How companies can protect their directors and officers

How companies can protect their directors and officers

Company directors and officers face growing risk issues as regulation rises in Australia. It’s, therefore, important for companies to safeguard individuals exposed to risk on the business’s behalf.

The penalties for wrongdoing if a director breaches their statutory duties can be significant, as can the legal and professional costs of defending allegations in court. There are many regulators in Australia with the power to investigate and pursue civil or criminal penalties for wrongful conduct by directors and officers, including the Australian Securities and Investment Commission (ASIC), the Australian Taxation Office (ATO), the Australian Competition and Consumer Commission (ACCC), the Australian Federal Police (AFP) and many others.

The sources of financial protection to directors and officers include indemnity under a company’s constitution or a Deed of Access, Indemnity and Insurance, as well as Directors and Officers Insurance, otherwise known as D&O Insurance.

The important thing for directors and officers to know is that there are limitations on the extent to which they can be indemnified by the company or covered under D&O insurance.

All about indemnity

While companies can agree to indemnify directors and officers for liability, and the corporate constitution generally sets out those rights and provides for D&O insurance, it’s wise for office bearers to also enter into a Deed of Access, Indemnity and Insurance.

This Deed is an agreement between the company and the director giving the director access to company records, even after they’ve ceased their role. It also indemnifies directors and officers for legal costs and liabilities relating to their role, and can mandate that the company arrange D&O insurance on their behalf. 

But there are limitations. The law sets minimum standards required for a director to be indemnified or insured and conversely, what conduct could expose the director to personal liability without the protection of an indemnity or insurance. 
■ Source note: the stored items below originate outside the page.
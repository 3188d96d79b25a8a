//! Date handling for switch timestamps.
//!
//! Switch dumps mix several timestamp styles: errdump lines use
//! `2024/03/02-10:15:32` (optionally with a `:micros` suffix), the `date`
//! command prints `Tue Mar  2 10:15:32 UTC 2024`, and aggregated tables carry
//! ISO-like values. Anything that does not parse becomes `None`.

use chrono::{DateTime, Datelike, Months, NaiveDate, NaiveDateTime};
use regex::Regex;
use serde::{Deserialize, Serialize};
use std::fmt;
use std::sync::OnceLock;

const DATETIME_FORMATS: &[&str] = &[
    "%Y/%m/%d-%H:%M:%S",
    "%Y-%m-%d %H:%M:%S",
    "%Y-%m-%dT%H:%M:%S",
    "%Y/%m/%d %H:%M:%S",
    "%d.%m.%Y %H:%M:%S",
    "%a %b %e %H:%M:%S %Y",
];

const DATE_FORMATS: &[&str] = &["%Y-%m-%d", "%Y/%m/%d", "%d.%m.%Y"];

static FRACTION: OnceLock<Regex> = OnceLock::new();
static ZONE_BEFORE_YEAR: OnceLock<Regex> = OnceLock::new();

fn fraction() -> &'static Regex {
    FRACTION.get_or_init(|| {
        Regex::new(r"(\d{2}:\d{2}:\d{2})[:.,]\d{1,9}").expect("invalid fraction regex")
    })
}

fn zone_before_year() -> &'static Regex {
    ZONE_BEFORE_YEAR.get_or_init(|| {
        Regex::new(r"(\d{2}:\d{2}:\d{2})\s+[A-Za-z]{2,5}\s+(\d{4})\s*$")
            .expect("invalid zone regex")
    })
}

/// Parse a switch timestamp into a naive local date-time.
///
/// Date-only values resolve to midnight.
pub fn parse_timestamp(raw: &str) -> Option<NaiveDateTime> {
    let trimmed = raw.trim();
    if trimmed.is_empty() {
        return None;
    }

    if let Ok(dt) = DateTime::parse_from_rfc3339(trimmed) {
        return Some(dt.naive_local());
    }

    let cleaned = fraction().replace(trimmed, "$1");
    let cleaned = zone_before_year().replace(&cleaned, "$1 $2");
    let cleaned = cleaned.trim();

    DATETIME_FORMATS
        .iter()
        .find_map(|fmt| NaiveDateTime::parse_from_str(cleaned, fmt).ok())
        .or_else(|| parse_date(cleaned).and_then(|d| d.and_hms_opt(0, 0, 0)))
}

/// Parse a date-only value.
pub fn parse_date(raw: &str) -> Option<NaiveDate> {
    let trimmed = raw.trim();
    DATE_FORMATS
        .iter()
        .find_map(|fmt| NaiveDate::parse_from_str(trimmed, fmt).ok())
}

/// First calendar day still inside a window of `months` ending at `anchor`.
///
/// Month-end anchors clamp (Aug 31 minus 6 months is Feb 29 in a leap year).
pub fn window_start(anchor: NaiveDate, months: u32) -> Option<NaiveDate> {
    anchor.checked_sub_months(Months::new(months))
}

/// Calendar month bucket, rendered as `YYYY-MM`.
#[derive(Debug, Clone, Copy, PartialEq, Eq, PartialOrd, Ord, Hash, Serialize, Deserialize)]
pub struct YearMonth {
    pub year: i32,
    pub month: u32,
}

impl YearMonth {
    pub fn of(date: NaiveDate) -> Self {
        Self {
            year: date.year(),
            month: date.month(),
        }
    }
}

impl fmt::Display for YearMonth {
    fn fmt(&self, f: &mut fmt::Formatter<'_>) -> fmt::Result {
        write!(f, "{:04}-{:02}", self.year, self.month)
    }
}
For example, the Corporations Act 2001 (Cth) (CA Act) prohibits companies from indemnifying a director or officer for a range of liabilities (not including legal costs) such as liabilities owed to the company, or a liability which the director owes to someone outside of the company which did not arise out of conduct by the person acting in good faith. 

Companies also can’t indemnify an officer or director for defending or resisting criminal proceedings for which they’re found guilty, nor can they indemnify for costs in defending proceedings brought by ASIC or a liquidator if the court finds the grounds for making the order are valid.

Inside D&O Insurance

D&O Insurance is an important protection for directors and officers against liability resulting from claims relating to their managerial actions and decisions.

There are usually three separate parts – Side A, B and C – to D&O insurance. Side A covers directors and officers not indemnified by the company (e.g. in the case of its insolvency), while Side B provides reimbursement to the company for indemnifying directors and officers. Side C is triggered when a securities class action is made against a public entity. 

As with any form of insurance, you need to do your due diligence. Coverage depends on the policy’s provisions and may contain exclusions ranging from insolvency through to non-disclosure.

The CA Act also prevents a company from claiming on D&O Insurance against certain liabilities including conduct involving a wilful breach of duty in relation to the company and a director or officer using their position or information they have for personal gain.

Do your homework

If you’re looking to take on a director’s or officer’s role, then it pays to do your homework. Carefully check the company constitution, any Deed of Access, Indemnity and Insurance, and D&O insurance policy documents to ensure you’re covered against financial risk.

If a claim is made, or an investigation is launched, you should seek legal advice about the financial protection provided as it relates to the claim made against you.

Byline by Holding Redlich Partner Howard Rapke and Associate Anthea McGurty

Disclaimer
The information in this article is of a general nature and is not intended to address the circumstances of any particular individual or entity. Although we endeavour to provide accurate and timely information, we do not guarantee that the information in this article is accurate at the date it is received or that it will continue to be accurate in the future.